Ihren „Marktwert“ bzw. Ihre Begehrtheit bei Filmprojekten haben die Preise nicht erhöht?

Nein, ich denke nicht. Ich meine, dass wir uns in der kleinen Branche in Österreich alle so gut kennen, dass wir aufgrund unserer bisherigen Arbeiten und unserer Arbeitsweise für Projekte angefragt werden. Ich kann mir nicht vorstellen, dass Regisseurinnen oder Regisseure bzw. Produzentinnen und Produzenten aufgrund von Filmpreisen an Mitarbeiter herantreten. Vielleicht führt es eher zu Berührungsängsten, im Sinn von „Ah, der hat eh nie Zeit.
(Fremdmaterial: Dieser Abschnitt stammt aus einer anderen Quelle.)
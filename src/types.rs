//! This module defines the core data structures and types used throughout the Turing
//! Machine simulator: tape symbols, head shifts, transitions, compiled programs, and
//! error types.

use serde::{Deserialize, Serialize};
use std::collections::{BTreeMap, BTreeSet};
use thiserror::Error;

/// Contents of one cell on a tape.
///
/// The alphabet of this machine model is fixed: a cell is either blank or holds
/// one binary digit. Cells that were never written read as [`Symbol::Blank`].
#[derive(Debug, Default, Clone, Copy, PartialEq, Eq, Hash, Serialize, Deserialize)]
pub enum Symbol {
    /// An empty cell. This is the default content of the entire tape.
    #[default]
    Blank,
    /// The binary digit `0`.
    Zero,
    /// The binary digit `1`.
    One,
}

impl Symbol {
    /// Renders the symbol as a single character, `_`/`0`/`1`.
    pub fn as_char(self) -> char {
        match self {
            Symbol::Blank => '_',
            Symbol::Zero => '0',
            Symbol::One => '1',
        }
    }

    /// Maps the lowest bit of `bit` to [`Symbol::Zero`] or [`Symbol::One`].
    pub fn from_bit(bit: u64) -> Self {
        if bit & 1 == 1 {
            Symbol::One
        } else {
            Symbol::Zero
        }
    }
}

/// Movement of a tape head after a transition writes its symbol.
#[derive(Debug, Clone, Copy, PartialEq, Eq, Serialize, Deserialize)]
pub enum Shift {
    /// Move the head one position to the left.
    Left,
    /// Keep the head in the same position.
    Stay,
    /// Move the head one position to the right.
    Right,
}

impl Shift {
    /// The signed head displacement: -1, 0, or +1.
    pub fn offset(self) -> i64 {
        match self {
            Shift::Left => -1,
            Shift::Stay => 0,
            Shift::Right => 1,
        }
    }
}

/// Per-tape accept specification used when registering transitions with the builder.
///
/// A pattern constrains what one tape head must be reading for a transition to
/// apply. `AnyOf` lists several acceptable symbols; the builder expands every
/// `AnyOf` into concrete transitions via a Cartesian product, so the compiled
/// [`Transition`]s only ever contain exact symbols. A tape index that is given
/// no pattern at all is unconstrained.
#[derive(Debug, Clone, PartialEq, Eq)]
pub enum Pattern {
    /// Exactly this symbol must be under the head.
    One(Symbol),
    /// Any of these symbols may be under the head.
    AnyOf(Vec<Symbol>),
}

impl Pattern {
    /// The symbols this pattern accepts, in registration order.
    pub fn candidates(&self) -> &[Symbol] {
        match self {
            Pattern::One(symbol) => std::slice::from_ref(symbol),
            Pattern::AnyOf(symbols) => symbols,
        }
    }
}

impl From<Symbol> for Pattern {
    fn from(symbol: Symbol) -> Self {
        Pattern::One(symbol)
    }
}

impl From<Vec<Symbol>> for Pattern {
    fn from(symbols: Vec<Symbol>) -> Self {
        Pattern::AnyOf(symbols)
    }
}

impl<const N: usize> From<[Symbol; N]> for Pattern {
    fn from(symbols: [Symbol; N]) -> Self {
        Pattern::AnyOf(symbols.to_vec())
    }
}

/// A single compiled transition rule.
///
/// Only the tape indices a rule actually cares about are stored. Any index
/// absent from `reads` imposes no constraint, any index absent from `writes`
/// leaves its cell unchanged, and any index absent from `shifts` keeps its
/// head where it is. Storing sparse maps instead of dense per-tape rows is
/// what keeps a T-tape machine from needing 3^T rules between state pairs.
#[derive(Debug, Clone, PartialEq, Serialize, Deserialize)]
pub struct Transition {
    /// Accept-condition: tape index to the symbol that must be under its head.
    pub reads: BTreeMap<usize, Symbol>,
    /// Symbols to write, by tape index.
    pub writes: BTreeMap<usize, Symbol>,
    /// Head shifts to apply after writing, by tape index.
    pub shifts: BTreeMap<usize, Shift>,
    /// The state the machine moves to when this transition is taken.
    pub next_state: usize,
}

impl Transition {
    /// Determines whether the observed head symbols satisfy the accept-condition.
    ///
    /// `symbols` holds one symbol per tape, in tape order. The check is a
    /// conjunction over every constrained index; unconstrained indices match
    /// anything.
    pub fn matches(&self, symbols: &[Symbol]) -> bool {
        self.reads
            .iter()
            .all(|(&index, &expected)| symbols[index] == expected)
    }
}

/// Convenience carrier for transitions that touch exactly one tape.
///
/// Each field may be `None`, meaning the corresponding constraint or action is
/// omitted entirely. This is distinct from reading or writing
/// [`Symbol::Blank`], which is an exact constraint on (or write of) an empty
/// cell.
#[derive(Debug, Default, Clone, Copy, PartialEq, Eq)]
pub struct SingleTapeTransition {
    /// Required symbol under the head, if any.
    pub read: Option<Symbol>,
    /// Symbol to write, if any.
    pub write: Option<Symbol>,
    /// Head shift to apply, if any.
    pub shift: Option<Shift>,
}

impl SingleTapeTransition {
    pub fn new(read: Option<Symbol>, write: Option<Symbol>, shift: Option<Shift>) -> Self {
        Self { read, write, shift }
    }
}

/// A frozen machine description produced by the builder.
///
/// State ids are dense in `[0, num_states)` and tape indices are dense in
/// `[0, num_tapes)`. `transitions` is indexed by state id; each state's list
/// is tried in registration order and the first match wins.
#[derive(Debug, Clone, PartialEq, Serialize, Deserialize)]
pub struct Program {
    /// Total number of states, including halting states.
    pub num_states: usize,
    /// Number of tapes the machine operates on.
    pub num_tapes: usize,
    /// The state execution starts from.
    pub starting_state: usize,
    /// States in which the machine stops advancing. Never empty for a valid
    /// program.
    pub halting_states: BTreeSet<usize>,
    /// Candidate transitions per state, in registration order.
    pub transitions: Vec<Vec<Transition>>,
}

impl Program {
    /// Whether `state` is one of the declared halting states.
    pub fn is_halting(&self, state: usize) -> bool {
        self.halting_states.contains(&state)
    }

    /// The halting state unmatched steps default to: the smallest declared
    /// halting id, i.e. the earliest one the builder allocated.
    pub fn canonical_halting_state(&self) -> Option<usize> {
        self.halting_states.first().copied()
    }

    /// Total number of compiled transitions across all states.
    pub fn transition_count(&self) -> usize {
        self.transitions.iter().map(|rules| rules.len()).sum()
    }
}

/// Errors surfaced by the builder and the execution engine.
#[derive(Debug, Clone, PartialEq, Eq, Error)]
pub enum TuringMachineError {
    /// Input may only be loaded before the first step has executed.
    #[error("cannot set input tape values after the machine has started running")]
    InputAfterStart,
    /// The builder was finalized without a starting state.
    #[error("must set a starting state before creating the machine")]
    MissingStartingState,
    /// The builder was finalized without any halting state.
    #[error("must declare at least one halting state before creating the machine")]
    MissingHaltingState,
    /// A compiled program failed structural validation.
    #[error("program validation error: {0}")]
    ValidationError(String),
}

#[cfg(test)]
mod tests {
    use super::*;

    #[test]
    fn test_shift_offsets() {
        assert_eq!(Shift::Left.offset(), -1);
        assert_eq!(Shift::Stay.offset(), 0);
        assert_eq!(Shift::Right.offset(), 1);
    }

    #[test]
    fn test_symbol_defaults_to_blank() {
        assert_eq!(Symbol::default(), Symbol::Blank);
        assert_eq!(Symbol::from_bit(0), Symbol::Zero);
        assert_eq!(Symbol::from_bit(1), Symbol::One);
    }

    #[test]
    fn test_pattern_candidates() {
        let one = Pattern::from(Symbol::Zero);
        assert_eq!(one.candidates(), &[Symbol::Zero]);

        let set = Pattern::from([Symbol::Zero, Symbol::One]);
        assert_eq!(set.candidates(), &[Symbol::Zero, Symbol::One]);
    }

    #[test]
    fn test_transition_matching_is_conjunctive() {
        let transition = Transition {
            reads: BTreeMap::from([(0, Symbol::One), (2, Symbol::Zero)]),
            writes: BTreeMap::new(),
            shifts: BTreeMap::new(),
            next_state: 1,
        };

        // Tape 1 is unconstrained and may hold anything.
        assert!(transition.matches(&[Symbol::One, Symbol::Blank, Symbol::Zero]));
        assert!(transition.matches(&[Symbol::One, Symbol::One, Symbol::Zero]));

        // Either constrained index failing rejects the whole tuple.
        assert!(!transition.matches(&[Symbol::Zero, Symbol::Blank, Symbol::Zero]));
        assert!(!transition.matches(&[Symbol::One, Symbol::Blank, Symbol::One]));
    }

    #[test]
    fn test_empty_accept_condition_matches_everything() {
        let transition = Transition {
            reads: BTreeMap::new(),
            writes: BTreeMap::new(),
            shifts: BTreeMap::new(),
            next_state: 0,
        };

        assert!(transition.matches(&[Symbol::Blank, Symbol::One]));
        assert!(transition.matches(&[]));
    }

    #[test]
    fn test_program_serialization_round_trip() {
        let program = Program {
            num_states: 2,
            num_tapes: 1,
            starting_state: 0,
            halting_states: BTreeSet::from([1]),
            transitions: vec![
                vec![Transition {
                    reads: BTreeMap::from([(0, Symbol::One)]),
                    writes: BTreeMap::from([(0, Symbol::Zero)]),
                    shifts: BTreeMap::from([(0, Shift::Right)]),
                    next_state: 1,
                }],
                Vec::new(),
            ],
        };

        let json = serde_json::to_string(&program).unwrap();
        let decoded: Program = serde_json::from_str(&json).unwrap();
        assert_eq!(decoded, program);
    }

    #[test]
    fn test_error_display() {
        let error = TuringMachineError::ValidationError("bad target".to_string());
        let message = format!("{}", error);
        assert!(message.contains("validation"));
        assert!(message.contains("bad target"));
    }
}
Den brauchen wir gar nicht anrufen.“ Ich meine, es gibt Projekte und Konstellationen, bei denen ich gut passe und andere, bei denen jemand anders besser passen wird.

Aber eigentlich ist das eine Frage, die man an die Regie stellen müsste. „Interessiert dich, ob der Kameramann einen Filmpreis gewonnen hat?“ Da würde mich die Antwort auch interessieren. Ich denke, dass es für den Produzenten interessanter ist bei der Finanzierung. Speziell bei ausländischen Projekten sehe ich, dass man in der Finanzierung den Erfolg der Mitarbeiter als Bonus in den Einreichungen hervorhebt.

Was den persönlichen Marktwert angeht, muss man da in Österreich nicht viel herumrechnen, weil wir uns da in einem relativ reglementierten Segment bewegen.

Wie wäre es noch mit einem Schlussstatement Ihrer Wahl?

Toi, toi, toi für die nächsten zehn Jahre. Weiter so! Wir hatten jetzt Umwälzungen im Vorstand, und ich habe auch kurz überlegt, ob ich noch weitermachen soll. Aber ich habe gemerkt, dass es so viele Veränderungen gibt, dass es vielleicht gut ist, wenn noch Leute für die Konstanz in dieser Übergangsphase bleiben. Es ist wichtig, sich der Sache weiter so anzunehmen, wie bisher. Es ist wichtig, dass man die Branche geeint hält. Bei allen unterschiedlichen Meinungen in der Akademie. Die letztlich ein Haus für uns Filmschaffende alle gemeinsam ist. Das lässt mich sehr gerne mitarbeiten und auch in schwierigen Zeiten weitermachen.

Kameramann Martin Gschlacht ist Gründungs- und Vorstandsmitglied der Akademie des Österreichischen Films.